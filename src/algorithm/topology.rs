//! Randomized maze topology generation
//!
//! Carves a perfect maze with randomized backtracking on the odd half-step
//! lattice, then opens a bounded number of extra walls so the maze is not
//! all corridors and dead ends. The entry (1, 1) and exit
//! (width-2, height-2) are guaranteed open and attached to the carved
//! network before the grid is returned.

use rand::Rng;
use rand::seq::SliceRandom;
use tracing::debug;

use crate::io::configuration::{
    MAX_RELAXATION_CANDIDATES, RELAXATION_CELL_DIVISOR, RELAXATION_PROBABILITY,
};
use crate::io::error::Result;
use crate::spatial::coord::Coord;
use crate::spatial::grid::{CellState, MazeGrid};

// Lattice steps in north, east, south, west order; intermediate cells are
// carved at half step.
const LATTICE_DIRECTIONS: [(i32, i32); 4] = [(0, -2), (2, 0), (0, 2), (-2, 0)];

/// Generate a fully connected maze topology
///
/// Every cell starts as `Wall`; carving produces a single connected network
/// of `Open` cells that always includes the entry and exit. Identical rng
/// state yields an identical grid.
///
/// # Errors
///
/// Returns `ResourceExhausted` if the grid buffer cannot be allocated.
pub fn generate<R: Rng>(width: usize, height: usize, rng: &mut R) -> Result<MazeGrid> {
    let mut grid = MazeGrid::filled_with_walls(width, height)?;

    carve_passages(&mut grid, rng);
    relax_walls(&mut grid, rng);
    grid.force_outer_ring_walls();
    ensure_endpoint_access(&mut grid);

    debug!(
        width,
        height,
        open = grid.count_state(CellState::Open),
        "maze topology carved"
    );
    Ok(grid)
}

// One backtracker frame: a lattice cell and its shuffled direction order.
struct CarveFrame {
    cell: Coord,
    directions: [(i32, i32); 4],
    next: usize,
}

impl CarveFrame {
    fn new<R: Rng>(cell: Coord, rng: &mut R) -> Self {
        let mut directions = LATTICE_DIRECTIONS;
        directions.shuffle(rng);
        Self {
            cell,
            directions,
            next: 0,
        }
    }
}

/// Randomized backtracking carve over the odd half-step lattice
///
/// Equivalent to the recursive formulation (shuffle on entry, recurse per
/// unvisited lattice neighbor) but driven by an explicit stack so carving
/// depth never grows the call stack on large grids.
fn carve_passages<R: Rng>(grid: &mut MazeGrid, rng: &mut R) {
    let start = lattice_start(grid, rng);
    grid.set_state(start, CellState::Open);

    let mut stack = vec![CarveFrame::new(start, rng)];
    while let Some(frame) = stack.last_mut() {
        if frame.next >= frame.directions.len() {
            stack.pop();
            continue;
        }

        let (dx, dy) = frame.directions.get(frame.next).copied().unwrap_or((0, 0));
        frame.next += 1;

        let target = frame.cell.offset(dx, dy);
        if grid.interior_contains(target) && grid.state(target) == Some(CellState::Wall) {
            let between = frame.cell.offset(dx / 2, dy / 2);
            grid.set_state(between, CellState::Open);
            grid.set_state(target, CellState::Open);
            stack.push(CarveFrame::new(target, rng));
        }
    }
}

// Random odd-aligned interior cell to start carving from.
fn lattice_start<R: Rng>(grid: &MazeGrid, rng: &mut R) -> Coord {
    let odd_columns = (grid.width() as i32 - 1) / 2;
    let odd_rows = (grid.height() as i32 - 1) / 2;
    Coord::new(
        1 + 2 * rng.random_range(0..odd_columns.max(1)),
        1 + 2 * rng.random_range(0..odd_rows.max(1)),
    )
}

/// Open a bounded number of candidate walls to introduce controlled cycles
///
/// A candidate qualifies when it has two or three already-open 4-neighbors,
/// so opening it joins corridors without dissolving walls into open rooms.
fn relax_walls<R: Rng>(grid: &mut MazeGrid, rng: &mut R) {
    if grid.width() < 3 || grid.height() < 3 {
        return;
    }
    let candidates =
        (grid.width() * grid.height() / RELAXATION_CELL_DIVISOR).min(MAX_RELAXATION_CANDIDATES);

    let mut opened = 0usize;
    for _ in 0..candidates {
        let cell = Coord::new(
            rng.random_range(1..grid.width() as i32 - 1),
            rng.random_range(1..grid.height() as i32 - 1),
        );
        let gate = rng.random::<f64>() < RELAXATION_PROBABILITY;

        if gate
            && grid.state(cell) == Some(CellState::Wall)
            && (2..=3).contains(&grid.open_neighbor_count(cell))
        {
            grid.set_state(cell, CellState::Open);
            opened += 1;
        }
    }

    debug!(candidates, opened, "relaxation pass complete");
}

/// Make sure the fixed entry and exit are open and attached to the network
///
/// The backtracker only visits odd-aligned cells, so on even-sized grids
/// the exit cell may sit off the lattice; carving it and one neighbor
/// restores the reachability invariant.
fn ensure_endpoint_access(grid: &mut MazeGrid) {
    for endpoint in [grid.entry(), grid.exit()] {
        if grid.state(endpoint) == Some(CellState::Wall) {
            grid.set_state(endpoint, CellState::Open);
        }

        let interior: Vec<Coord> = endpoint
            .neighbors4()
            .into_iter()
            .filter(|&neighbor| grid.interior_contains(neighbor))
            .collect();

        let attached = interior
            .iter()
            .any(|&neighbor| grid.state(neighbor) == Some(CellState::Open));
        if !attached {
            if let Some(&neighbor) = interior.first() {
                grid.set_state(neighbor, CellState::Open);
            }
        }
    }
}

********************

WHAT THE EXERCISE ASKS:
In the data above, which lines lie between the line with "rng.random_range(1..grid.width() as i32" and the line with "let interior: Vec<Coord> = endpoint", inclusive? Print those lines exactly and nothing else.

RESULT BELOW:
            rng.random_range(1..grid.width() as i32 - 1),
            rng.random_range(1..grid.height() as i32 - 1),
        );
        let gate = rng.random::<f64>() < RELAXATION_PROBABILITY;

        if gate
            && grid.state(cell) == Some(CellState::Wall)
            && (2..=3).contains(&grid.open_neighbor_count(cell))
        {
            grid.set_state(cell, CellState::Open);
            opened += 1;
        }
    }

    debug!(candidates, opened, "relaxation pass complete");
}

/// Make sure the fixed entry and exit are open and attached to the network
///
/// The backtracker only visits odd-aligned cells, so on even-sized grids
/// the exit cell may sit off the lattice; carving it and one neighbor
/// restores the reachability invariant.
fn ensure_endpoint_access(grid: &mut MazeGrid) {
    for endpoint in [grid.entry(), grid.exit()] {
        if grid.state(endpoint) == Some(CellState::Wall) {
            grid.set_state(endpoint, CellState::Open);
        }

        let interior: Vec<Coord> = endpoint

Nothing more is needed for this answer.